Nothing is certain at a Liberal Democrat conference other than plenty of discussion of benefits and taxes. The left-leaning wing of the party – the Social Liberal Forum – has released a series of potential amendments and emergency motions for the party’s autumn conference. The list is an interesting indication of what the grassroots (the SLF likes to describe itself as the ‘soul’ of the Lib Dems) are most worried about.

There’s an amendment from the irrepressible Lord Oakeshott, which adds a line to a motion due for debate on the Tuesday of the conference, called ‘Tackling Inequality at its Roots’. The peer’s addition is, surprisingly, calling for a full mansion tax. Another SLF member, Gareth Epps, wants another amendment supporting Nick Clegg’s call for a wealth tax, but not as a consolation prize for the £10 billion of welfare cuts that George Osborne is pushing for:

‘Conference further believes that wealth taxes are an appropriate response to widening inequality in themselves, and calls on the government to implement wealth taxes in their own right and not as a trade-off for further self-defeating cuts to welfare spending.’

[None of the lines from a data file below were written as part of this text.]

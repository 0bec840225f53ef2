use explorer_core::ExplorerError;

/// Connection settings for the trade feed
#[derive(Debug, Clone)]
pub struct BitqueryConfig {
    /// GraphQL endpoint URL
    pub endpoint: String,
    /// API key sent in the X-API-KEY header
    pub api_key: String,
    /// Network argument for the query (e.g. "ethereum", "bsc")
    pub network: String,
    /// Request timeout in seconds
    pub timeout_secs: u64,
}

fn default_endpoint() -> String {
    "https://graphql.bitquery.io".to_string()
}

fn default_network() -> String {
    "ethereum".to_string()
}

fn default_timeout_secs() -> u64 {
    30
}

impl BitqueryConfig {
    pub fn from_env() -> explorer_core::Result<Self> {
        let api_key = std::env::var("BITQUERY_API_KEY")
            .map_err(|_| ExplorerError::MissingEnvVar("BITQUERY_API_KEY".to_string()))?;

        Ok(Self {
            endpoint: std::env::var("BITQUERY_URL").unwrap_or_else(|_| default_endpoint()),
            api_key,
            network: std::env::var("BITQUERY_NETWORK").unwrap_or_else(|_| default_network()),
            timeout_secs: std::env::var("BITQUERY_TIMEOUT_SECS")
                .ok()
                .and_then(|s| s.parse().ok())
                .unwrap_or_else(default_timeout_secs),
        })
    }
}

Neither of these are particularly astonishing given the SLF’s stance on tax and welfare. But what is more interesting is that the emergency motion that its members are being asked to support is on the government’s welfare-to-work programme. Drafted by another SLF member, Daniel Henry, it references the ‘slave labour’ case that the High Court rejected last month. The problem Henry has with the work experience scheme is not that he also believes it is ‘slave labour’ – his motion specifically agrees with the High Court’s judgement, but that claimants should be given a choice over their placements, and also – more controversially – that they be paid the equivalent of the minimum wage. This would be achieved either by making the company offering the experience top up the claimant’s benefits, or by limiting their hours to match the sum of their employment benefits. The latter would be more likely to be accepted should this motion be accepted for debate and then approved by conference.

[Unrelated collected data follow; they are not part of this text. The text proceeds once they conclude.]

use thiserror::Error;

#[derive(Error, Debug)]
pub enum ExplorerError {
    #[error("Missing required environment variable: {0}")]
    MissingEnvVar(String),

    #[error("Trade fetch failed: {0}")]
    Fetch(String),
}

pub type Result<T> = std::result::Result<T, ExplorerError>;
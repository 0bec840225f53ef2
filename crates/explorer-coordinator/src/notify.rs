use tracing::{error, info, warn};

/// Severity of a user-facing notification
#[derive(Debug, Clone, Copy, PartialEq, Eq)]
pub enum NotificationKind {
    Success,
    Info,
    Warning,
    Error,
}

/// User-facing notification surface.
///
/// Delivery problems stay inside the implementation; the coordinator never
/// learns whether a notification went out.
pub trait Notifier: Send + Sync {
    fn notify(&self, kind: NotificationKind, title: &str, message: &str);
}

/// Notifier that renders through the log stream
#[derive(Debug, Default)]
pub struct LogNotifier;

impl Notifier for LogNotifier {
    fn notify(&self, kind: NotificationKind, title: &str, message: &str) {
        match kind {
            NotificationKind::Error => error!(title = %title, message = %message, "Notification"),
            NotificationKind::Warning => warn!(title = %title, message = %message, "Notification"),
            NotificationKind::Success | NotificationKind::Info => {
                info!(title = %title, message = %message, "Notification")
            }
        }
    }
}
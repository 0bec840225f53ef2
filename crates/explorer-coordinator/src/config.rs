/// Coordinator tuning knobs
#[derive(Debug, Clone)]
pub struct CoordinatorConfig {
    /// Quiet period between the last state change and the fetch, in
    /// milliseconds
    pub debounce_ms: u64,
    /// Rows requested per page
    pub per_page: u32,
}

fn default_debounce_ms() -> u64 {
    300
}

fn default_per_page() -> u32 {
    100
}

impl CoordinatorConfig {
    pub fn from_env() -> Self {
        Self {
            debounce_ms: std::env::var("QUERY_DEBOUNCE_MS")
                .ok()
                .and_then(|s| s.parse().ok())
                .unwrap_or_else(default_debounce_ms),
            per_page: std::env::var("TRADES_PER_PAGE")
                .ok()
                .and_then(|s| s.parse().ok())
                .unwrap_or_else(default_per_page),
        }
    }
}

impl Default for CoordinatorConfig {
    fn default() -> Self {
        Self::from_env()
    }
}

Conference chooses which two emergency motions to debate through a ballot: even if this motion isn’t picked, it shows that party members are uncomfortable with more aspects of the welfare agenda than simply cuts. Work is ongoing to develop a welfare policy that the Lib Dems can take with them into the next election: one that I understand involves the party trying to work out what it actually thinks benefits are for. Meanwhile, a consultative session will discuss this paper on the party’s taxation policy for 2015. The problem for those working on these reviews is keeping an authentic Liberal Democrat voice on tax and benefits while recognising what it is that voters want in these policy areas.